Output exactly, please, the lines of the records below from the one containing "repository 2faafd26284be978" through the final line.
═════ DATASET ENTRIES ═════
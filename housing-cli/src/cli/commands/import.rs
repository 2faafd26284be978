use std::path::Path;

use anyhow::{Context, Result};
use colored::*;

use crate::config::{Settings, repository};
use crate::import::{EntityKind, Importer};

/// Import a local spreadsheet and print the outcome
pub async fn handle_import_command(
    settings: &Settings,
    kind: EntityKind,
    file: &Path,
    json: bool,
) -> Result<()> {
    let bytes = tokio::fs::read(file)
        .await
        .with_context(|| format!("Failed to read file: {}", file.display()))?;
    let file_name = file
        .file_name()
        .map(|name| name.to_string_lossy().into_owned())
        .unwrap_or_default();

    let pool = repository::connect(&settings.database_url).await?;
    let outcome = Importer::new(&pool).import(kind, &file_name, bytes).await?;

    if json {
        println!("{}", serde_json::to_string_pretty(&outcome)?);
        return Ok(());
    }

    println!(
        "{} Imported {} {} row(s) from {}",
        "✓".bright_green(),
        outcome.imported().to_string().bold(),
        kind,
        file.display().to_string().cyan()
    );
    for warning in outcome.warnings() {
        println!("  {} {}", "!".bright_yellow(), warning);
    }
    if !outcome.errors().is_empty() {
        println!(
            "{} {} row(s) skipped:",
            "✗".bright_red(),
            outcome.errors().len()
        );
        for error in outcome.errors() {
            println!("  {}", error.dimmed());
        }
    }

    Ok(())
}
═════
• **EXERCISE OUTPUT**:
repository 2faafd26284be978
use std::path::Path;

use anyhow::{Context, Result};
use colored::*;

use crate::config::{Settings, repository};
use crate::import::{EntityKind, Importer};

/// Import a local spreadsheet and print the outcome
pub async fn handle_import_command(
    settings: &Settings,
    kind: EntityKind,
    file: &Path,
    json: bool,
) -> Result<()> {
    let bytes = tokio::fs::read(file)
        .await
        .with_context(|| format!("Failed to read file: {}", file.display()))?;
    let file_name = file
        .file_name()
        .map(|name| name.to_string_lossy().into_owned())
        .unwrap_or_default();

    let pool = repository::connect(&settings.database_url).await?;
    let outcome = Importer::new(&pool).import(kind, &file_name, bytes).await?;

    if json {
        println!("{}", serde_json::to_string_pretty(&outcome)?);
        return Ok(());
    }

    println!(
        "{} Imported {} {} row(s) from {}",
        "✓".bright_green(),
        outcome.imported().to_string().bold(),
        kind,
        file.display().to_string().cyan()
    );
    for warning in outcome.warnings() {
        println!("  {} {}", "!".bright_yellow(), warning);
    }
    if !outcome.errors().is_empty() {
        println!(
            "{} {} row(s) skipped:",
            "✗".bright_red(),
            outcome.errors().len()
        );
        for error in outcome.errors() {
            println!("  {}", error.dimmed());
        }
    }

    Ok(())
}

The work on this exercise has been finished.